Sánchez Fayos J, Olavarría E, Román A, Cabello A, Soto C, Paniagua C
Servicio de Hematología y Hemoterapia, Fundación Jiménez Díaz Facultad de Medicina de la Universidad Autónoma de Madrid.
Sangre (Barc). 1994 Jun;39(3):215-7.
Five cases of idiopathic thrombocytopenic purpura (ITP) appearing on five members of two generations of a family, with autosomal dominant pattern, are presented. The clinico-biologic behaviour of 2 patients (studied and treated by the authors) plus the available data from the 3 others (diagnosed and treated at other hospitals) allowed us to discard any possibility of hereditary non-immunologic thrombocytopenia.
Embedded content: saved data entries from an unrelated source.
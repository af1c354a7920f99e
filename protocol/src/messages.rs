//! Protocol message types.
//!
//! These types represent what a caller submits to the gateway and what it
//! gets back, independent of the transport carrying them.

use fxql_common::{
    iso8601, now, CallerId, ErrorKind, FxqlError, IdempotencyKey, PersistedEntry, RequestId,
};
use serde::{Deserialize, Serialize};
use serde_json::Value;

/// Response code for accepted batches.
pub const SUCCESS_CODE: &str = "FXQL-200";

/// Response message for accepted batches.
pub const SUCCESS_MESSAGE: &str = "Rates Parsed Successfully.";

/// Statement submission body.
#[derive(Debug, Clone, PartialEq, Eq, Serialize, Deserialize)]
pub struct FxqlRequest {
    /// Raw statement text.
    #[serde(rename = "FXQL")]
    pub fxql: String,
}

impl FxqlRequest {
    /// Create a new request body.
    pub fn new(fxql: impl Into<String>) -> Self {
        Self { fxql: fxql.into() }
    }
}

/// Per-request metadata supplied alongside the body.
#[derive(Debug, Clone, PartialEq, Eq)]
pub struct RequestMetadata {
    /// Who is calling; scopes rate limits and idempotency records.
    pub caller: CallerId,
    /// Enables replay of a previous response when present.
    pub idempotency_key: Option<IdempotencyKey>,
    /// Passed through to observability only.
    pub request_id: Option<RequestId>,
}

impl RequestMetadata {
    /// Metadata for a caller with no idempotency key.
    pub fn new(caller: impl Into<CallerId>) -> Self {
        Self {
            caller: caller.into(),
            idempotency_key: None,
            request_id: None,
        }
    }

    /// Attach an idempotency key.
    pub fn with_idempotency_key(mut self, key: impl Into<IdempotencyKey>) -> Self {
        self.idempotency_key = Some(key.into());
        self
    }

    /// Attach a request ID.
    pub fn with_request_id(mut self, id: RequestId) -> Self {
        self.request_id = Some(id);
        self
    }
}

/// Body plus metadata as one line-oriented wire message.
#[derive(Debug, Clone, Serialize, Deserialize)]
#[serde(rename_all = "camelCase")]
pub struct RequestEnvelope {
    /// Caller identity; required.
    #[serde(default)]
    pub caller: Option<String>,
    /// Optional idempotency key.
    #[serde(default)]
    pub idempotency_key: Option<String>,
    /// Optional request ID.
    #[serde(default)]
    pub request_id: Option<String>,
    /// The statement body.
    #[serde(flatten)]
    pub body: FxqlRequest,
}

impl RequestEnvelope {
    /// Split into the pipeline's body and metadata.
    ///
    /// A missing or blank caller is refused with [`FxqlError::InvalidRequest`].
    pub fn into_parts(self) -> Result<(FxqlRequest, RequestMetadata), FxqlError> {
        let caller = self
            .caller
            .filter(|c| !c.trim().is_empty())
            .map(CallerId::new)
            .ok_or_else(|| FxqlError::InvalidRequest("caller is required".to_string()))?;
        let metadata = RequestMetadata {
            caller,
            idempotency_key: self
                .idempotency_key
                .filter(|k| !k.is_empty())
                .map(IdempotencyKey::new),
            request_id: self.request_id.map(RequestId::new),
        };
        Ok((self.body, metadata))
    }
}

/// One field-level explanation of a rejection.
#[derive(Debug, Clone, PartialEq, Serialize, Deserialize)]
pub struct ErrorDetail {
    /// Offending field.
    #[serde(default, skip_serializing_if = "Option::is_none")]
    pub field: Option<String>,
    /// Offending value.
    #[serde(default, skip_serializing_if = "Option::is_none")]
    pub value: Option<Value>,
    /// Rule that was broken.
    #[serde(default, skip_serializing_if = "Option::is_none")]
    pub constraint: Option<String>,
    /// Human-readable explanation.
    pub message: String,
}

impl ErrorDetail {
    fn new(
        field: impl Into<String>,
        value: impl Into<Value>,
        constraint: impl Into<String>,
        message: impl Into<String>,
    ) -> Self {
        Self {
            field: Some(field.into()),
            value: Some(value.into()),
            constraint: Some(constraint.into()),
            message: message.into(),
        }
    }

    /// Build the details list for an error, if the error has any.
    pub fn for_error(error: &FxqlError) -> Option<Vec<ErrorDetail>> {
        let detail = match error {
            FxqlError::MalformedStatement { location, expected } => ErrorDetail::new(
                "FXQL",
                location.fragment.as_str(),
                "grammar",
                format!(
                    "expected {} in statement {} (line {}, character {})",
                    expected, location.index, location.line, location.column
                ),
            ),
            FxqlError::EmptyStatement => ErrorDetail {
                field: Some("FXQL".to_string()),
                value: None,
                constraint: Some("nonEmpty".to_string()),
                message: "at least one statement is required".to_string(),
            },
            FxqlError::InvalidCurrency {
                field,
                code,
                location,
            } => ErrorDetail::new(
                *field,
                code.as_str(),
                "validCurrencyCode",
                format!(
                    "'{}' is not a supported currency code (statement {}, line {}, character {})",
                    code, location.index, location.line, location.column
                ),
            ),
            FxqlError::InvalidPrice {
                field,
                value,
                min,
                max,
                location,
            } => ErrorDetail::new(
                *field,
                value.as_str(),
                format!("between {} and {}", min, max),
                format!(
                    "price out of range (statement {}, line {}, character {})",
                    location.index, location.line, location.column
                ),
            ),
            FxqlError::InvalidCap {
                value,
                min,
                max,
                location,
            } => ErrorDetail::new(
                "capAmount",
                value.as_str(),
                format!("between {} and {}", min, max),
                format!(
                    "cap amount out of range (statement {}, line {}, character {})",
                    location.index, location.line, location.column
                ),
            ),
            FxqlError::ExceedsMaxEntries { count, max } => ErrorDetail::new(
                "FXQL",
                *count as u64,
                format!("at most {} statements", max),
                "too many currency pairs in one request",
            ),
            FxqlError::RateLimited {
                limiter,
                limit,
                retry_after_ms,
            } => ErrorDetail::new(
                "limiter",
                limiter.as_str(),
                format!("at most {} requests per window", limit),
                format!("retry after {}ms", retry_after_ms),
            ),
            _ => return None,
        };
        Some(vec![detail])
    }
}

/// Response envelope returned for every request.
#[derive(Debug, Clone, PartialEq, Serialize, Deserialize)]
pub struct FxqlResponse {
    /// Human-readable summary.
    pub message: String,
    /// Machine-readable outcome code.
    pub code: String,
    /// Persisted entries, on success.
    #[serde(default, skip_serializing_if = "Option::is_none")]
    pub data: Option<Vec<PersistedEntry>>,
    /// Field-level explanations, on rejection.
    #[serde(default, skip_serializing_if = "Option::is_none")]
    pub details: Option<Vec<ErrorDetail>>,
    /// When the response was produced (ISO-8601).
    pub timestamp: String,
}

impl FxqlResponse {
    /// Envelope for an accepted batch.
    pub fn success(entries: Vec<PersistedEntry>) -> Self {
        Self {
            message: SUCCESS_MESSAGE.to_string(),
            code: SUCCESS_CODE.to_string(),
            data: Some(entries),
            details: None,
            timestamp: iso8601(now()),
        }
    }

    /// Envelope for a rejected request.
    pub fn error(error: &FxqlError) -> Self {
        Self {
            message: error.to_string(),
            code: error.error_code().to_string(),
            data: None,
            details: ErrorDetail::for_error(error),
            timestamp: iso8601(now()),
        }
    }
}

/// What the pipeline hands back to the transport.
#[derive(Debug, Clone, PartialEq, Serialize, Deserialize)]
pub struct Reply {
    /// HTTP-style status code.
    pub status: u16,
    /// Whether this is a replay of a cached response.
    pub replayed: bool,
    /// Response envelope.
    pub response: FxqlResponse,
    /// Failure class, for observers. Not part of the wire form.
    #[serde(skip)]
    pub kind: Option<ErrorKind>,
}

impl Reply {
    /// Reply for an accepted batch.
    pub fn success(entries: Vec<PersistedEntry>) -> Self {
        Self {
            status: 200,
            replayed: false,
            response: FxqlResponse::success(entries),
            kind: None,
        }
    }

    /// Reply for a rejected request.
    pub fn error(error: &FxqlError) -> Self {
        Self {
            status: error.status_code(),
            replayed: false,
            response: FxqlResponse::error(error),
            kind: Some(error.kind()),
        }
    }

    /// Reply rebuilt from a cached response.
    pub fn replay(status: u16, response: FxqlResponse) -> Self {
        Self {
            status,
            replayed: true,
            response,
            kind: None,
        }
    }

    /// Whether the status is in the 2xx range.
    pub fn is_success(&self) -> bool {
        (200..300).contains(&self.status)
    }

    /// Number of entries carried, zero for rejections.
    pub fn entry_count(&self) -> usize {
        self.response.data.as_ref().map_or(0, Vec::len)
    }
}

#[cfg(test)]
mod tests {
    use super::*;
    use fxql_common::{ParsedEntry, StatementLocation};
    use rust_decimal_macros::dec;

    #[test]
    fn test_request_body_uses_fxql_field() {
        let body: FxqlRequest =
            serde_json::from_str(r#"{"FXQL":"USD-GBP { BUY 1 SELL 2 CAP 3 }"}"#).unwrap();
        assert_eq!(body.fxql, "USD-GBP { BUY 1 SELL 2 CAP 3 }");
    }

    #[test]
    fn test_envelope_into_parts() {
        let envelope: RequestEnvelope =
            serde_json::from_str(r#"{"caller":"alpha","FXQL":"x","idempotencyKey":"k-1"}"#)
                .unwrap();
        let (body, meta) = envelope.into_parts().unwrap();
        assert_eq!(body.fxql, "x");
        assert_eq!(meta.caller, CallerId::new("alpha"));
        assert_eq!(meta.idempotency_key, Some(IdempotencyKey::new("k-1")));
        assert!(meta.request_id.is_none());
    }

    #[test]
    fn test_envelope_without_caller_refused() {
        for line in [
            r#"{"FXQL":"x","idempotencyKey":"k-1"}"#,
            r#"{"caller":"","FXQL":"x"}"#,
            r#"{"caller":"  ","FXQL":"x"}"#,
        ] {
            let envelope: RequestEnvelope = serde_json::from_str(line).unwrap();
            let err = envelope.into_parts().unwrap_err();
            assert!(matches!(err, FxqlError::InvalidRequest(_)), "{line}");
            assert_eq!(Reply::error(&err).status, 400);
        }
    }

    #[test]
    fn test_success_reply_shape() {
        let entry = ParsedEntry::new("USD".into(), "GBP".into(), dec!(0.85), dec!(0.90), 10_000);
        let reply = Reply::success(vec![PersistedEntry::new(entry, now())]);

        assert!(reply.is_success());
        assert_eq!(reply.entry_count(), 1);
        let json = serde_json::to_value(&reply.response).unwrap();
        assert_eq!(json["code"], SUCCESS_CODE);
        assert!(json.get("details").is_none());

        let wire = serde_json::to_value(&reply).unwrap();
        assert_eq!(wire["status"], 200);
        assert_eq!(wire["replayed"], false);
        assert!(wire.get("kind").is_none());
    }

    #[test]
    fn test_validation_reply_carries_detail() {
        let err = FxqlError::InvalidCurrency {
            field: "sourceCurrency",
            code: "XXX".to_string(),
            location: StatementLocation::new(1, 1, 1, "XXX-GBP { BUY 0.85 SELL 0.90 CAP 10000 }"),
        };
        let reply = Reply::error(&err);

        assert_eq!(reply.status, 400);
        assert_eq!(reply.kind, Some(ErrorKind::Validation));
        assert_eq!(reply.response.code, "FXQL_E_BAD_ISO");
        let details = reply.response.details.unwrap();
        assert_eq!(details[0].field.as_deref(), Some("sourceCurrency"));
        assert_eq!(details[0].value, Some(Value::from("XXX")));
        assert!(reply.response.data.is_none());
    }

    #[test]
    fn test_internal_error_has_no_details() {
        let reply = Reply::error(&FxqlError::Internal("boom".to_string()));
        assert_eq!(reply.status, 500);
        assert!(reply.response.details.is_none());
    }
}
The predisposition of ITP patients and their relatives to present clinico-biological features of autoimmune diseases is commented as a possible explanation for the rare forms of familial ITP.
本文报告了一个家族两代五名成员患特发性血小板减少性紫癜(ITP)的病例,呈常染色体显性遗传模式。通过对2例患者(作者进行研究和治疗)的临床生物学行为以及其他3例患者(在其他医院诊断和治疗)的现有数据进行分析,我们排除了遗传性非免疫性血小板减少症的可能性。文中还讨论了ITP患者及其亲属易出现自身免疫性疾病临床生物学特征的情况,以此作为家族性ITP罕见形式的一种可能解释。